Bergamo. Domenica 20 novembre alle ore 18.30, Upper Lab presenta il secondo appuntamento con il progetto Teatridalsanguecrudele – L’inquieto fascino delle fiabe, volto a sensibilizzare adulti e giovani adulti/adolescenti su fenomeni di fragilità sociale quali la ludopatia, il femminicidio e il bullismo.

La lettura scenica, basata su una riscrittura in chiave moderna della fiaba Barbablù, offrirà lo spunto per momenti di confronto e riflessione moderati da professionisti ed esperti sulla tematica drammaticamente attuale del femminicidio.

femminicidio-teatri-dal-sangue-crudele-3

La serata prevede la lettura scenica con Alessandra Ingoglia e Maria Teresa Galati – Matè Teatro. Testi di Silvia Gilardi, installazioni/sculture di Paolo Mezzadri Progetto e regia di Pietro Arrigoni.

Ospiti/relatori:

  • Dott.ssa Lucia Chiarioni
    Psicologa, Psicoterapeuta, Psicotraumatologa;
    Giudice Onorario in Corte d’Appello del Tribunale di Milano dal 2003 al 2010;
    Titolare del C.P.P.A Centro di Psicoterapia e Psicotraumatologia Avanzate; Polo Antiviolenza
    Consulente del Tribunale di Monza e Milano.
  • Avvocato Maria Cristina Ghilardi
    Dall’anno 2008 ricopre la carica di Referente territoriale dell’AIAF (Associazione Italiana Avvocati per la Famiglia e per i Minori), Sezione di Bergamo.

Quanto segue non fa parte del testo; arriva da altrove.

use crate::connection::connection::{Connection, ConnectionCloser, ConnectionError, Connector, Listener};
use crate::wire::RaftMessage;
use bytes::Bytes;
use std::net::SocketAddr;
use tokio::io::{AsyncReadExt, AsyncWriteExt};
use tokio::net::{TcpListener, TcpStream};

/// Upper bound on a single frame. AppendEntries batches are capped far below this, so anything
/// larger is a corrupt length prefix.
pub const MAX_FRAME_BYTES: usize = 64 * 1024 * 1024;

const URL_SCHEME: &str = "tcp://";

/// Connects to `tcp://host:port` urls. Frames are a big-endian u32 length prefix followed by an
/// encoded envelope.
#[derive(Clone, Debug, Default)]
pub struct TcpConnector;

#[async_trait::async_trait]
impl Connector for TcpConnector {
    async fn connect(&self, url: &str, _certificate: Option<&Bytes>) -> Result<Box<dyn Connection>, ConnectionError> {
        // TLS is terminated outside of this crate, the certificate is only carried along.
        let addr = url
            .strip_prefix(URL_SCHEME)
            .ok_or_else(|| ConnectionError::InvalidUrl(url.to_string()))?;
        let stream = TcpStream::connect(addr).await.map_err(|e| match e.kind() {
            std::io::ErrorKind::ConnectionRefused => ConnectionError::Refused(url.to_string()),
            _ => ConnectionError::Io(e),
        })?;
        stream.set_nodelay(true)?;

        Ok(Box::new(TcpConnection::new(stream)))
    }
}

pub struct TcpConnection {
    stream: TcpStream,
    closer: ConnectionCloser,
}

impl TcpConnection {
    pub fn new(stream: TcpStream) -> Self {
        TcpConnection {
            stream,
            closer: ConnectionCloser::new(),
        }
    }

    async fn write_frame(&mut self, frame: Vec<u8>) -> Result<(), ConnectionError> {
        if frame.len() > MAX_FRAME_BYTES {
            return Err(ConnectionError::FrameTooLarge(frame.len(), MAX_FRAME_BYTES));
        }
        let length_prefix = (frame.len() as u32).to_be_bytes();
        self.stream.write_all(&length_prefix).await?;
        self.stream.write_all(&frame).await?;
        Ok(())
    }

    async fn read_frame(&mut self) -> Result<Vec<u8>, ConnectionError> {
        let length = match self.stream.read_u32().await {
            Ok(length) => length as usize,
            Err(e) if e.kind() == std::io::ErrorKind::UnexpectedEof => return Err(ConnectionError::PeerDisconnected),
            Err(e) => return Err(e.into()),
        };
        if length > MAX_FRAME_BYTES {
            return Err(ConnectionError::FrameTooLarge(length, MAX_FRAME_BYTES));
        }
        let mut buffer = vec![0u8; length];
        self.stream.read_exact(&mut buffer).await?;
        Ok(buffer)
    }
}

#[async_trait::async_trait]
impl Connection for TcpConnection {
    async fn send(&mut self, message: RaftMessage) -> Result<(), ConnectionError> {
        if self.closer.is_closed() {
            return Err(ConnectionError::Closed);
        }
        let closer = self.closer.clone();
        tokio::select! {
            biased;
            _ = closer.closed() => Err(ConnectionError::Closed),
            result = self.write_frame(message.encode_frame()) => result,
        }
    }

    async fn read_message(&mut self) -> Result<RaftMessage, ConnectionError> {
        if self.closer.is_closed() {
            return Err(ConnectionError::Closed);
        }
        let closer = self.closer.clone();
        let frame = tokio::select! {
            biased;
            _ = closer.closed() => return Err(ConnectionError::Closed),
            frame = self.read_frame() => frame?,
        };
        Ok(RaftMessage::decode_frame(&frame)?)
    }

    fn closer(&self) -> ConnectionCloser {
        self.closer.clone()
    }
}

pub struct TcpConnectionListener {
    listener: TcpListener,
    local_addr: SocketAddr,
}

impl TcpConnectionListener {
    pub async fn bind(addr: SocketAddr) -> Result<Self, ConnectionError> {
        let listener = TcpListener::bind(addr).await?;
        let local_addr = listener.local_addr()?;
        Ok(TcpConnectionListener { listener, local_addr })
    }

    pub fn local_addr(&self) -> SocketAddr {
        self.local_addr
    }
}

#[async_trait::async_trait]
impl Listener for TcpConnectionListener {
    async fn accept(&mut self) -> Result<Box<dyn Connection>, ConnectionError> {
        let (stream, _peer) = self.listener.accept().await?;
        stream.set_nodelay(true)?;
        Ok(Box::new(TcpConnection::new(stream)))
    }

    fn url(&self) -> String {
        format!("{}{}", URL_SCHEME, self.local_addr)
    }
}

#[cfg(test)]
mod tests {
    use super::*;
    use crate::connection::connection::ConnectionExt;
    use crate::wire::{ProtoAppendEntries, ProtoHello, ProtoLogEntry};
    use std::time::Duration;

    #[tokio::test]
    async fn frames_survive_the_socket() {
        // -- setup --
        let mut listener = TcpConnectionListener::bind("127.0.0.1:0".parse().unwrap()).await.unwrap();
        let url = listener.url();
        let server = tokio::spawn(async move {
            let mut conn = listener.accept().await.unwrap();
            let hello = conn.read::<ProtoHello>().await.unwrap();
            let append = conn.read::<ProtoAppendEntries>().await.unwrap();
            (hello, append)
        });

        // -- execute --
        let mut client = TcpConnector.connect(&url, None).await.unwrap();
        client
            .send(
                ProtoHello {
                    leader_tag: "A".into(),
                    election_timeout_ms: 300,
                    ..Default::default()
                }
                .into(),
            )
            .await
            .unwrap();
        client
            .send(
                ProtoAppendEntries {
                    term: 3,
                    entries: vec![ProtoLogEntry {
                        index: 1,
                        term: 3,
                        data: vec![7u8; 100_000],
                        flags: 0,
                    }],
                    ..Default::default()
                }
                .into(),
            )
            .await
            .unwrap();

        // -- verify --
        let (hello, append) = server.await.unwrap();
        assert_eq!("A", hello.leader_tag);
        assert_eq!(300, hello.election_timeout_ms);
        assert_eq!(100_000, append.entries[0].data.len());
    }

    #[tokio::test]
    async fn close_unblocks_pending_read() {
        // -- setup --
        let mut listener = TcpConnectionListener::bind("127.0.0.1:0".parse().unwrap()).await.unwrap();
        let url = listener.url();
        let _server = tokio::spawn(async move {
            let conn = listener.accept().await.unwrap();
            tokio::time::sleep(Duration::from_secs(30)).await;
            drop(conn);
        });
        let mut client = TcpConnector.connect(&url, None).await.unwrap();
        let closer = client.closer();

        // -- execute --
        let reader = tokio::spawn(async move { client.read_message().await });
        tokio::time::sleep(Duration::from_millis(20)).await;
        closer.close();

        // -- verify --
        let result = tokio::time::timeout(Duration::from_secs(5), reader).await.unwrap().unwrap();
        assert!(matches!(result, Err(ConnectionError::Closed)));
    }

    #[tokio::test]
    async fn rejects_urls_without_scheme() {
        let result = TcpConnector.connect("127.0.0.1:1", None).await;

        assert!(matches!(result, Err(ConnectionError::InvalidUrl(_))));
    }
}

Moderatore: Dott. Alessandro Massini Innocenzi – Giornalista e scrittore.

Perché la fiaba?

La fiaba vista non più come linguaggio rivolto ai soli bambini ma come strumento di presa di coscienza per gli adulti. La rappresentazione delle tematiche sulla base delle fiabe dei fratelli Grimm, di Andersen e Perrault – attualizzate dalla scrittrice e drammaturga Silvia Gilardi con il supporto di psicologi – sarà lo spunto per momenti di confronto e riflessione moderati da professionisti ed esperti nelle tematiche affrontate.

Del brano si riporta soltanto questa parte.